Sammy’s weekly column – 1st March 2010
On Tuesday morning as I drove into work I was listening to the Today programme on Radio 4. They did a moving and tragic story about a young boy who had been used as a child soldier in the Congo. He described how at the age of seven he had witnessed his mother being dragged from her car in Rwanda by Hutus, the soldiers cut off her breasts, pushed her against a tree, pinned her to it with knives driven through her shoulders and left her to die. He was forced to sit through this torture and was then taken to be killed himself.
Before the soldiers could kill him they were ambushed by another militia group and he was taken into captivity and for the next ten years wandered the jungle between Congo and Rwanda being used as a boy soldier. He witnessed beatings, rapes, killings and all the horrors which have visited that region of the world, where out of control, drug and hate crazed gangs have murdered 4 million civilians in a war that seems to have no end and which shamefully the West has ignored. He has now been freed and has been taken in by an aid organisation which tries to rehabilitate children who were abused in this way, give them back some of their childhood, educate them and help them overcome the nightmares which haunt their young minds.
The sad fact is that thousands of children across Africa have suffered in the same way leaving a generation traumatised, orphaned, mentally scarred and without hope for the future.
Coincidently my first meeting when I arrived at the office was to meet a man from Londonderry called Richard Moore. He runs a charity based in Londonderry and had a problem with my department which he hoped I could intervene to resolve. He is totally blind and although he told me nothing about his background I had been briefed about this remarkable man by Mark Durkan who had asked for the meeting.

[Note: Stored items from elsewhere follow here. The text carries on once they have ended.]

use crate::error::{Issue, Severity};
use std::collections::HashMap;
use std::fs::File;
use std::io::{self, BufWriter, Write};
use std::path::Path;
use std::sync::{Arc, Mutex};

/// JSONL trace writer for style resolution. One event per line; counters are
/// flushed as a single summary record.
#[derive(Clone)]
pub struct DebugLogger {
    inner: Arc<Mutex<DebugState>>,
}

struct DebugState {
    writer: BufWriter<File>,
    counters: HashMap<String, u64>,
}

impl DebugLogger {
    pub fn new(path: impl AsRef<Path>) -> io::Result<Self> {
        let file = File::create(path)?;
        Ok(Self {
            inner: Arc::new(Mutex::new(DebugState {
                writer: BufWriter::new(file),
                counters: HashMap::new(),
            })),
        })
    }

    pub fn log_json(&self, json: &str) {
        if let Ok(mut writer) = self.inner.lock() {
            let _ = writeln!(writer.writer, "{json}");
        }
    }

    pub fn log_issue(&self, node: &str, issue: &Issue) {
        let severity = match issue.severity {
            Severity::Warning => "warning",
            Severity::Error => "error",
        };
        let json = format!(
            "{{\"type\":\"css.issue\",\"node\":{},\"property\":{},\"severity\":\"{}\",\"message\":{}}}",
            json_string(node),
            json_string(&issue.property),
            severity,
            json_string(&issue.error.to_string()),
        );
        self.log_json(&json);
        self.increment(&format!("css.issue.{severity}"), 1);
    }

    pub fn increment(&self, key: &str, amount: u64) {
        if let Ok(mut state) = self.inner.lock() {
            let entry = state.counters.entry(key.to_string()).or_insert(0);
            *entry = entry.saturating_add(amount);
        }
    }

    pub fn emit_summary(&self, context: &str) {
        if let Ok(mut state) = self.inner.lock() {
            let mut counters: Vec<(String, u64)> = state.counters.drain().collect();
            counters.sort_by(|a, b| a.0.cmp(&b.0));
            let counts_json = if counters.is_empty() {
                "{}".to_string()
            } else {
                let mut out = String::from("{");
                for (idx, (key, value)) in counters.iter().enumerate() {
                    if idx > 0 {
                        out.push(',');
                    }
                    out.push_str(&format!("\"{}\":{}", json_escape(key), value));
                }
                out.push('}');
                out
            };
            let json = format!(
                "{{\"type\":\"debug.summary\",\"context\":\"{}\",\"counts\":{}}}",
                json_escape(context),
                counts_json
            );
            let _ = writeln!(state.writer, "{json}");
        }
    }

    pub fn flush(&self) {
        if let Ok(mut state) = self.inner.lock() {
            let _ = state.writer.flush();
        }
    }
}

pub(crate) fn json_escape(raw: &str) -> String {
    let mut out = String::with_capacity(raw.len() + 8);
    for ch in raw.chars() {
        match ch {
            '\\' => out.push_str("\\\\"),
            '"' => out.push_str("\\\""),
            '\n' => out.push_str("\\n"),
            '\r' => out.push_str("\\r"),
            '\t' => out.push_str("\\t"),
            _ => out.push(ch),
        }
    }
    out
}

pub(crate) fn json_string(value: &str) -> String {
    format!("\"{}\"", json_escape(value))
}

pub(crate) fn json_array(values: &[String]) -> String {
    let items: Vec<String> = values.iter().map(|v| json_string(v)).collect();
    format!("[{}]", items.join(","))
}
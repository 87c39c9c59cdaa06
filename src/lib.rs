mod compute;
mod debug;
mod declaration;
mod dom;
mod error;
mod matcher;
mod selector;
mod shorthand;
mod types;
mod value;

pub use compute::{ComputedStyle, DeviceInfo, ResolutionContext, StyleResolver};
pub use debug::DebugLogger;
pub use declaration::{CompatTag, Declaration, ParserFlags, StyleDeclaration};
pub use dom::{DomAdapter, NoState, StateProvider};
pub use error::{CascataError, Issue, ParseError, Result, Severity, StyleError};
pub use matcher::{MatchContext, matches};
pub use selector::{
    AttrOp, AttrSelector, Combinator, NthKind, PseudoClass, RelativeSelector, SelectorList,
    SelectorPattern, SimpleSelector, Specificity,
};
pub use types::{Pt, Size};
pub use value::{
    CssUnit, ListSeparator, PropertyValue, QuoteStyle, Rgba, SerializeOptions, UnitCategory,
    convert_unit, named_color,
};
impl ShorthandBuilder for AnimationFamily {
    fn name(&self) -> &'static str {
        "animation"
    }

    fn longhands(&self) -> &'static [&'static str] {
        &ANIMATION_LONGHANDS
    }

    fn expand(&self, value: &PropertyValue) -> Option<Vec<(&'static str, PropertyValue)>> {
        let layers = value.layers();
        let mut per_longhand: Vec<Vec<PropertyValue>> = vec![Vec::new(); 8];
        for layer in layers {
            let mut slots: [Option<PropertyValue>; 8] = Default::default();
            for component in layer.components() {
                let idx = if is_time(component) {
                    if slots[1].is_none() { 1 } else { 3 }
                } else if is_timing_function(component) {
                    2
                } else if matches!(component.as_number(), Some((_, CssUnit::None)))
                    || ident_matches(component, &["infinite"])
                {
                    4
                } else if ident_matches(
                    component,
                    &["normal", "reverse", "alternate", "alternate-reverse"],
                ) && slots[5].is_none()
                {
                    5
                } else if ident_matches(component, &["forwards", "backwards", "both"])
                    || (ident_matches(component, &["none"]) && slots[0].is_some())
                {
                    6
                } else if ident_matches(component, &["running", "paused"]) {
                    7
                } else if component.as_ident().is_some() || matches!(component, PropertyValue::String(_)) {
                    0
                } else {
                    return None;
                };
                if slots[idx].replace(component.clone()).is_some() {
                    return None;
                }
            }
            for (idx, slot) in slots.into_iter().enumerate() {
                per_longhand[idx].push(slot.unwrap_or_else(|| {
                    PropertyValue::parse_str(ANIMATION_RESETS[idx])
                        .unwrap_or(PropertyValue::Ident(String::new()))
                }));
            }
        }
        Some(
            ANIMATION_LONGHANDS
                .iter()
                .zip(per_longhand)
                .map(|(name, layers)| (*name, pack_layers(layers)))
                .collect(),
        )
    }

    fn build(
        &self,
        values: &[Option<&PropertyValue>],
        minified: bool,
        options: &SerializeOptions,
    ) -> Option<BuiltShorthand> {
        build_layered(values, &ANIMATION_RESETS, &[(3, 1)], minified, options)
    }
}

/// Shared reconstruction for layered timing families. The first longhand
/// (transition-property, animation-name) drives the layer count; shorter
/// dependent lists cycle. `forces` pairs (dependent, prerequisite): when a
/// non-reset delay appears, the duration in the same layer must serialize
/// too or the two times would swap meaning on reparse.
fn build_layered(
    values: &[Option<&PropertyValue>],
    resets: &[&str],
    forces: &[(usize, usize)],
    minified: bool,
    options: &SerializeOptions,
) -> Option<BuiltShorthand> {
    let mut slots: Vec<&PropertyValue> = Vec::with_capacity(values.len());
    for slot in values {
        slots.push((*slot)?);
    }
    let layer_count = slots[0].layers().len();
    let mut layer_texts: Vec<String> = Vec::with_capacity(layer_count);
    for layer_idx in 0..layer_count {
        let layered_text = |longhand_idx: usize| {
            let layers = slots[longhand_idx].layers();
            text(layers[layer_idx % layers.len()], minified, options)
        };
        let mut emit = vec![false; slots.len()];
        for longhand_idx in 0..slots.len() {
            if layered_text(longhand_idx) != resets[longhand_idx] {
                emit[longhand_idx] = true;
            }
        }
        for (dependent, prerequisite) in forces {
            if emit[*dependent] {
                emit[*prerequisite] = true;
            }
        }
        let mut parts: Vec<String> = Vec::new();
        for (longhand_idx, wanted) in emit.iter().enumerate() {
            if *wanted {
                parts.push(layered_text(longhand_idx));
            }
        }
        if parts.is_empty() {
            parts.push(resets[0].to_string());
        }
        layer_texts.push(parts.join(" "));
    }
    let joiner = if minified { "," } else { ", " };
    Some(BuiltShorthand {
        value: layer_texts.join(joiner),
        trailing: Vec::new(),
    })
}
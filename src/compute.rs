//! Computed-style resolution: cascade, inheritance, unit resolution and
//! custom-property substitution.
//!
//! The resolver owns the parsed rules of one stylesheet. Computing a style
//! is per element, given the parent's already-computed style; the result
//! carries pt-denominated lengths and the raw custom-property chain so
//! children can keep resolving against it.

use crate::debug::{DebugLogger, json_array, json_string};
use crate::declaration::{
    Channel, Declaration, ParserFlags, StyleDeclaration, issue_from_parse_error,
};
use crate::dom::{DomAdapter, StateProvider};
use crate::error::{CascataError, Issue, ParseError, Severity, StyleError};
use crate::matcher::MatchContext;
use crate::selector::{SelectorPattern, Specificity, parse_pattern};
use crate::shorthand::builder_for;
use crate::types::{Pt, Size};
use crate::value::{
    CssUnit, ListSeparator, PropertyValue, Rgba, SerializeOptions, UnitCategory, convert_unit,
    named_color,
};
use cssparser::{
    AtRuleParser, Delimiter, Parser, ParserInput, ParserState, QualifiedRuleParser,
    StyleSheetParser,
};
use std::collections::HashMap;
use std::hash::Hash;
use std::sync::Arc;

/// Medium-dependent defaults. The built-in fallback is an 800x600 CSS-pixel
/// viewport with a 12pt medium font.
#[derive(Debug, Clone, Copy, PartialEq)]
pub struct DeviceInfo {
    pub viewport: Size,
    pub font_size: Pt,
    pub monospace_size: Pt,
}

impl Default for DeviceInfo {
    fn default() -> Self {
        DeviceInfo {
            viewport: Size::from_px(800.0, 600.0),
            font_size: Pt::from_i32(12),
            monospace_size: Pt::from_i32(10),
        }
    }
}

/// Per-pass error accumulation, keyed by element handle. Separate contexts
/// give isolated passes; `reset` reuses one across passes.
#[derive(Debug)]
pub struct ResolutionContext<H> {
    issues: HashMap<H, Vec<Issue>>,
}

impl<H> Default for ResolutionContext<H> {
    fn default() -> Self {
        ResolutionContext {
            issues: HashMap::new(),
        }
    }
}

impl<H: Copy + Eq + Hash> ResolutionContext<H> {
    pub fn new() -> Self {
        Self::default()
    }

    pub fn reset(&mut self) {
        self.issues.clear();
    }

    pub fn record(&mut self, element: H, issue: Issue) {
        self.issues.entry(element).or_default().push(issue);
    }

    pub fn issues_for(&self, element: H) -> &[Issue] {
        self.issues.get(&element).map(Vec::as_slice).unwrap_or(&[])
    }

    pub fn has_errors(&self) -> bool {
        self.issues
            .values()
            .flatten()
            .any(|issue| issue.severity == Severity::Error)
    }

    pub fn total(&self) -> usize {
        self.issues.values().map(Vec::len).sum()
    }
}

/// Resolved style of one element. Lengths are pt-denominated; percentages
/// that need layout stay percentages.
#[derive(Debug, Clone, PartialEq)]
pub struct ComputedStyle {
    properties: HashMap<String, PropertyValue>,
    custom: HashMap<String, PropertyValue>,
    font_size: Pt,
    line_height: Pt,
    line_height_normal: bool,
    root_font_size: Pt,
    root_line_height: Pt,
    vertical_writing: bool,
}

impl ComputedStyle {
    /// The style every root element inherits from: medium font, normal line
    /// height, nothing declared.
    pub fn initial(device: &DeviceInfo) -> ComputedStyle {
        let font_size = device.font_size;
        let line_height = font_size.mul_ratio(6, 5);
        ComputedStyle {
            properties: HashMap::new(),
            custom: HashMap::new(),
            font_size,
            line_height,
            line_height_normal: true,
            root_font_size: font_size,
            root_line_height: line_height,
            vertical_writing: false,
        }
    }

    pub fn font_size(&self) -> Pt {
        self.font_size
    }

    pub fn line_height(&self) -> Pt {
        self.line_height
    }

    pub fn property(&self, name: &str) -> Option<&PropertyValue> {
        self.properties.get(&name.to_ascii_lowercase())
    }

    /// Raw declared value of a custom property, following the inheritance
    /// chain. Substitution happens at `var()` use sites, not here.
    pub fn custom_property(&self, name: &str) -> Option<&PropertyValue> {
        self.custom.get(name)
    }

    /// Serialized computed value. Shorthand names re-run the builders over
    /// the resolved longhands; unset longhands fall back to their initial
    /// value, or `""` when the property has none and was never declared.
    pub fn get_property_value(&self, name: &str) -> String {
        if name.starts_with("--") {
            return self
                .custom
                .get(name)
                .map(|v| v.to_css_text())
                .unwrap_or_default();
        }
        let name = name.to_ascii_lowercase();
        if let Some(value) = self.properties.get(&name) {
            return value.to_css_text();
        }
        if let Some(builder) = builder_for(&name) {
            let mut any_set = false;
            let owned: Vec<Option<PropertyValue>> = builder
                .longhands()
                .iter()
                .map(|longhand| match self.properties.get(*longhand) {
                    Some(value) => {
                        any_set = true;
                        Some(value.clone())
                    }
                    None => initial_value(longhand),
                })
                .collect();
            if !any_set {
                return String::new();
            }
            let slots: Vec<Option<&PropertyValue>> = owned.iter().map(Option::as_ref).collect();
            if let Some(built) = builder.build(&slots, false, &SerializeOptions::default()) {
                if built.trailing.is_empty() {
                    return built.value;
                }
            }
            return String::new();
        }
        initial_value(&name)
            .map(|v| v.to_css_text())
            .unwrap_or_default()
    }

    pub fn property_names(&self) -> Vec<&str> {
        let mut names: Vec<&str> = self.properties.keys().map(String::as_str).collect();
        names.sort_unstable();
        names
    }
}
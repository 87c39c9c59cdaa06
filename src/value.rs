use crate::error::{CascataError, ParseError, Result, StyleError};
use cssparser::{Parser, ParserInput, Token};

#[derive(Debug, Clone, Copy, PartialEq, Eq, Hash)]
pub enum CssUnit {
    None,
    Px,
    Pt,
    Pc,
    In,
    Cm,
    Mm,
    Q,
    Em,
    Ex,
    Ch,
    Ic,
    Cap,
    Lh,
    Rlh,
    Rem,
    Percent,
    Vw,
    Vh,
    Vi,
    Vb,
    Vmin,
    Vmax,
    Deg,
    Rad,
    Grad,
    Turn,
    S,
    Ms,
    Hz,
    Khz,
    Dpi,
    Dpcm,
    Dppx,
    Fr,
}

#[derive(Debug, Clone, Copy, PartialEq, Eq)]
pub enum UnitCategory {
    Number,
    AbsoluteLength,
    FontRelative,
    ViewportRelative,
    Percentage,
    Angle,
    Time,
    Frequency,
    Resolution,
    Flex,
}

impl CssUnit {
    pub fn parse(unit: &str) -> Option<CssUnit> {
        let lower = unit.to_ascii_lowercase();
        Some(match lower.as_str() {
            "px" => CssUnit::Px,
            "pt" => CssUnit::Pt,
            "pc" => CssUnit::Pc,
            "in" => CssUnit::In,
            "cm" => CssUnit::Cm,
            "mm" => CssUnit::Mm,
            "q" => CssUnit::Q,
            "em" => CssUnit::Em,
            "ex" => CssUnit::Ex,
            "ch" => CssUnit::Ch,
            "ic" => CssUnit::Ic,
            "cap" => CssUnit::Cap,
            "lh" => CssUnit::Lh,
            "rlh" => CssUnit::Rlh,
            "rem" => CssUnit::Rem,
            "vw" => CssUnit::Vw,
            "vh" => CssUnit::Vh,
            "vi" => CssUnit::Vi,
            "vb" => CssUnit::Vb,
            "vmin" => CssUnit::Vmin,
            "vmax" => CssUnit::Vmax,
            "deg" => CssUnit::Deg,
            "rad" => CssUnit::Rad,
            "grad" => CssUnit::Grad,
            "turn" => CssUnit::Turn,
            "s" => CssUnit::S,
            "ms" => CssUnit::Ms,
            "hz" => CssUnit::Hz,
            "khz" => CssUnit::Khz,
            "dpi" => CssUnit::Dpi,
            "dpcm" => CssUnit::Dpcm,
            "dppx" => CssUnit::Dppx,
            "fr" => CssUnit::Fr,
            _ => return None,
        })
    }

    pub fn as_str(self) -> &'static str {
        match self {
            CssUnit::None => "",
            CssUnit::Px => "px",
            CssUnit::Pt => "pt",
            CssUnit::Pc => "pc",
            CssUnit::In => "in",
            CssUnit::Cm => "cm",
            CssUnit::Mm => "mm",
            CssUnit::Q => "q",
            CssUnit::Em => "em",
            CssUnit::Ex => "ex",
            CssUnit::Ch => "ch",
            CssUnit::Ic => "ic",
            CssUnit::Cap => "cap",
            CssUnit::Lh => "lh",
            CssUnit::Rlh => "rlh",
            CssUnit::Rem => "rem",
            CssUnit::Percent => "%",
            CssUnit::Vw => "vw",
            CssUnit::Vh => "vh",
            CssUnit::Vi => "vi",
            CssUnit::Vb => "vb",
            CssUnit::Vmin => "vmin",
            CssUnit::Vmax => "vmax",
            CssUnit::Deg => "deg",
            CssUnit::Rad => "rad",
            CssUnit::Grad => "grad",
            CssUnit::Turn => "turn",
            CssUnit::S => "s",
            CssUnit::Ms => "ms",
            CssUnit::Hz => "hz",
            CssUnit::Khz => "khz",
            CssUnit::Dpi => "dpi",
            CssUnit::Dpcm => "dpcm",
            CssUnit::Dppx => "dppx",
            CssUnit::Fr => "fr",
        }
    }

    pub fn category(self) -> UnitCategory {
        match self {
            CssUnit::None => UnitCategory::Number,
            CssUnit::Px | CssUnit::Pt | CssUnit::Pc | CssUnit::In | CssUnit::Cm | CssUnit::Mm
            | CssUnit::Q => UnitCategory::AbsoluteLength,
            CssUnit::Em | CssUnit::Ex | CssUnit::Ch | CssUnit::Ic | CssUnit::Cap | CssUnit::Lh
            | CssUnit::Rlh | CssUnit::Rem => UnitCategory::FontRelative,
            CssUnit::Percent => UnitCategory::Percentage,
            CssUnit::Vw | CssUnit::Vh | CssUnit::Vi | CssUnit::Vb | CssUnit::Vmin
            | CssUnit::Vmax => UnitCategory::ViewportRelative,
            CssUnit::Deg | CssUnit::Rad | CssUnit::Grad | CssUnit::Turn => UnitCategory::Angle,
            CssUnit::S | CssUnit::Ms => UnitCategory::Time,
            CssUnit::Hz | CssUnit::Khz => UnitCategory::Frequency,
            CssUnit::Dpi | CssUnit::Dpcm | CssUnit::Dppx => UnitCategory::Resolution,
            CssUnit::Fr => UnitCategory::Flex,
        }
    }

    pub fn is_length(self) -> bool {
        matches!(
            self.category(),
            UnitCategory::AbsoluteLength | UnitCategory::FontRelative | UnitCategory::ViewportRelative
        )
    }

    /// Factor to the category's canonical unit (pt, deg, s, hz, dppx).
    /// Relative categories have no static factor.
    fn canonical_factor(self) -> Option<f64> {
        Some(match self {
            CssUnit::Px => 0.75,
            CssUnit::Pt => 1.0,
            CssUnit::Pc => 12.0,
            CssUnit::In => 72.0,
            CssUnit::Cm => 72.0 / 2.54,
            CssUnit::Mm => 72.0 / 25.4,
            CssUnit::Q => 72.0 / 101.6,
            CssUnit::Deg => 1.0,
            CssUnit::Rad => 180.0 / std::f64::consts::PI,
            CssUnit::Grad => 0.9,
            CssUnit::Turn => 360.0,
            CssUnit::S => 1.0,
            CssUnit::Ms => 0.001,
            CssUnit::Hz => 1.0,
            CssUnit::Khz => 1000.0,
            CssUnit::Dppx => 1.0,
            CssUnit::Dpi => 1.0 / 96.0,
            CssUnit::Dpcm => 2.54 / 96.0,
            _ => return None,
        })
    }
}

/// Convert a numeric value between compatible units. Identity conversions
/// always succeed; cross-category requests and relative units without a
/// static ratio fail with `UnitMismatch`.
pub fn convert_unit(value: f32, from: CssUnit, to: CssUnit) -> Result<f32> {
    if from == to {
        return Ok(value);
    }
    if from.category() == to.category() {
        if let (Some(from_factor), Some(to_factor)) = (from.canonical_factor(), to.canonical_factor())
        {
            return Ok((value as f64 * from_factor / to_factor) as f32);
        }
    }
    Err(CascataError::Style(StyleError::UnitMismatch {
        wanted: to.as_str().to_string(),
        got: from.as_str().to_string(),
    }))
}

#[derive(Debug, Clone, Copy, PartialEq)]
pub struct Rgba {
    pub r: u8,
    pub g: u8,
    pub b: u8,
    pub a: f32,
}

impl Rgba {
    pub const BLACK: Rgba = Rgba::rgb(0, 0, 0);
    pub const WHITE: Rgba = Rgba::rgb(255, 255, 255);
    pub const TRANSPARENT: Rgba = Rgba {
        r: 0,
        g: 0,
        b: 0,
        a: 0.0,
    };

    pub const fn rgb(r: u8, g: u8, b: u8) -> Rgba {
        Rgba { r, g, b, a: 1.0 }
    }

    pub const fn rgba(r: u8, g: u8, b: u8, a: f32) -> Rgba {
        Rgba { r, g, b, a }
    }

    pub fn from_hex(hex: &str) -> Option<Rgba> {
        let digits = hex.as_bytes();
        let nibble = |b: u8| -> Option<u8> {
            match b {
                b'0'..=b'9' => Some(b - b'0'),
                b'a'..=b'f' => Some(b - b'a' + 10),
                b'A'..=b'F' => Some(b - b'A' + 10),
                _ => None,
            }
        };
        match digits.len() {
            3 | 4 => {
                let r = nibble(digits[0])?;
                let g = nibble(digits[1])?;
                let b = nibble(digits[2])?;
                let a = if digits.len() == 4 {
                    nibble(digits[3])? as f32 * 17.0 / 255.0
                } else {
                    1.0
                };
                Some(Rgba::rgba(r * 17, g * 17, b * 17, a))
            }
            6 | 8 => {
                let r = nibble(digits[0])? * 16 + nibble(digits[1])?;
                let g = nibble(digits[2])? * 16 + nibble(digits[3])?;
                let b = nibble(digits[4])? * 16 + nibble(digits[5])?;
                let a = if digits.len() == 8 {
                    (nibble(digits[6])? * 16 + nibble(digits[7])?) as f32 / 255.0
                } else {
                    1.0
                };
                Some(Rgba::rgba(r, g, b, a))
            }
            _ => None,
        }
    }

    fn short_hex(self) -> Option<String> {
        if self.a < 1.0 {
            return None;
        }
        let collapsible = |v: u8| v % 17 == 0;
        if collapsible(self.r) && collapsible(self.g) && collapsible(self.b) {
            Some(format!(
                "#{:x}{:x}{:x}",
                self.r / 17,
                self.g / 17,
                self.b / 17
            ))
        } else {
            None
        }
    }

    pub fn to_css_text(self) -> String {
        if self.a >= 1.0 {
            format!("#{:02x}{:02x}{:02x}", self.r, self.g, self.b)
        } else {
            format!(
                "rgba({}, {}, {}, {})",
                self.r,
                self.g,
                self.b,
                fmt_number(self.a, NumberForm::Canonical)
            )
        }
    }

    /// Shortest equivalent: named form, then #rgb, then #rrggbb, then rgba().
    pub fn to_minified_css_text(self) -> String {
        if self.a >= 1.0 {
            let long = format!("#{:02x}{:02x}{:02x}", self.r, self.g, self.b);
            let short = self.short_hex();
            let named = color_name(self);
            let mut best = long;
            if let Some(short) = short {
                if short.len() <= best.len() {
                    best = short;
                }
            }
            if let Some(named) = named {
                if named.len() <= best.len() {
                    best = named.to_string();
                }
            }
            best
        } else if self.a <= 0.0 && self.r == 0 && self.g == 0 && self.b == 0 {
            "transparent".to_string()
        } else {
            format!(
                "rgba({},{},{},{})",
                self.r,
                self.g,
                self.b,
                fmt_number(self.a, NumberForm::Minified)
            )
        }
    }
}
use thiserror::Error;

pub type Result<T> = std::result::Result<T, CascataError>;

#[derive(Error, Debug, Clone, PartialEq)]
pub enum CascataError {
    #[error("parse error: {0}")]
    Parse(#[from] ParseError),

    #[error("style error: {0}")]
    Style(#[from] StyleError),
}

#[derive(Error, Debug, Clone, PartialEq)]
pub enum ParseError {
    #[error("invalid CSS at line {line}, column {column}: {message}")]
    InvalidCss {
        message: String,
        line: u32,
        column: u32,
    },

    #[error("invalid selector: {selector}")]
    InvalidSelector { selector: String },

    #[error("invalid value for property '{property}': {value}")]
    InvalidValue { property: String, value: String },

    #[error("legacy syntax '{marker}' for property '{property}'")]
    LegacySyntax { property: String, marker: String },
}

#[derive(Error, Debug, Clone, PartialEq)]
pub enum StyleError {
    #[error("circular reference through custom property '{property}'")]
    CircularReference { property: String },

    #[error("cannot convert {got} to {wanted}")]
    UnitMismatch { wanted: String, got: String },

    #[error("attr() read of '{attribute}' is not allowed here")]
    DisallowedAttribute { attribute: String },

    #[error("cannot compute value for property '{property}': {reason}")]
    CannotComputeValue { property: String, reason: String },
}

/// Severity attached to an accumulated issue. Errors mean the declaration was
/// dropped or fell back; warnings mean non-standard input was accepted.
#[derive(Debug, Clone, Copy, PartialEq, Eq)]
pub enum Severity {
    Warning,
    Error,
}

/// One recorded problem, kept by the resolution context rather than thrown.
#[derive(Debug, Clone, PartialEq)]
pub struct Issue {
    pub property: String,
    pub error: CascataError,
    pub severity: Severity,
}

impl Issue {
    pub fn error(property: impl Into<String>, error: impl Into<CascataError>) -> Self {
        Self {
            property: property.into(),
            error: error.into(),
            severity: Severity::Error,
        }
    }

    pub fn warning(property: impl Into<String>, error: impl Into<CascataError>) -> Self {
        Self {
            property: property.into(),
            error: error.into(),
            severity: Severity::Warning,
        }
    }
}
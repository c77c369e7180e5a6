// ABOUTME: Core data models for academy trainee analytics
// ABOUTME: Re-exports assessment, goal, metric key, meal plan and achievement types
//
// SPDX-License-Identifier: MIT OR Apache-2.0
// Copyright (c) 2025 Pierre Fitness Intelligence

//! # Data Models
//!
//! Row shapes supplied by the surrounding application's data-access layer.
//! Field names match the datastore columns so exported JSON deserializes
//! directly.
//!
//! ## Core Models
//!
//! - `Assessment`: one trainee's measurements on one date
//! - `MetricKey` / `CategoricalField`: the closed sets of measured fields
//! - `Goal`: a target value for one metric for one trainee
//! - `WeeklyMealPlan`: seven days of four meal categories
//! - `UnlockedAchievement`: an earned achievement awaiting celebration

mod achievement;
mod assessment;
mod goal;
mod meal_plan;
mod metric;

pub use achievement::UnlockedAchievement;
pub use assessment::Assessment;
pub use goal::Goal;
pub use meal_plan::{DayMeals, MealCategory, WeekDay, WeeklyMealPlan};
pub use metric::{CategoricalField, MetricCategory, MetricKey};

Richard has been totally blind since he was ten after being hit by a rubber bullet fired at point blank range while playing in his school playground in 1972. Despite the fact that he was robbed of one of the most important faculties an individual can have he did not allow it to blight his life or make him embittered. While a teenager he refused to carry a white stick instead he used a fishing rod to identify obstacles. With typical N.I. black humour he claimed that of all the ways for a person to be made blind, living in the Bogside in the 1970s and 80s the best way to be blind was to be blinded by the Brits ! Indeed in later life he searched out the soldier who had fired the missile and they now both visit each other. Rather than allow himself to become bitter and stunted by the tragedy which befell him he simply says “I have learned to see life in a different way.”
Despite his disability and the suffering which he had experienced he still considered himself fortunate that having lived in N.I. he had choices and opportunities which many children elsewhere, caught in the crossfire of conflicts and the poverty and suffering which they produce, did not have.
He wanted to find ways of helping them and bringing what he had learned to their service. In 1996 he set up a charity called Children in Crossfire and over the last 14 years has in a whole range of ways helped children in Africa, Asia and South America who as a result of war, famine and corrupt regimes have been caught in the crossfire of poverty which has impacted on their health, education, and economic projects. Today the efforts of the charity are concentrated in Tanzania and Ethiopia. It also works with schools and young people in N.I. to, as he describes it, give them eyes to see the needs of children in some of the world’s poorest areas such as Tanzania where 58% of the population live on less than 80pence per day.
Millions of pounds have been raised to improve the lives of thousands of children. One of the latest projects is The Ocean Road Cancer Institute in Dar Es Salaam in Tanzania. It provides treatment free of charge the only one to do so in Eastern and Southern Africa, and the children who are often there for months at a time are also given educational support. Such is the demand, there are three times more patients than beds so children must share beds and family members come into the ward as carers because of staff shortages. The situation is compounded by shortages of equipment and medicine but despite these problems survival rates are 70%. The hospital relies heavily on funds raised by Children in Crossfire in N.I. There are other projects providing water, health, hygiene, food production, and education to children who can only dream of the lifestyle we enjoy.
All of this started with the vision of a blind man who instead of living a life of bitterness for the cruel deal which he had been dealt, decided that he would use his talents, skills and opportunities to improve the lot of others caught in the crossfire. His remarkable story is told in his biography “Can I give him my eyes?” the question asked by his devastated father when he heard his son had been blinded.
In my job I have the privilege to meet many famous people, Prime Ministers, footballers, film stars, motor bike champions but to meet a man who lost so much yet wants to give so much was a real privilege.
Very moving stories we take so much for granted.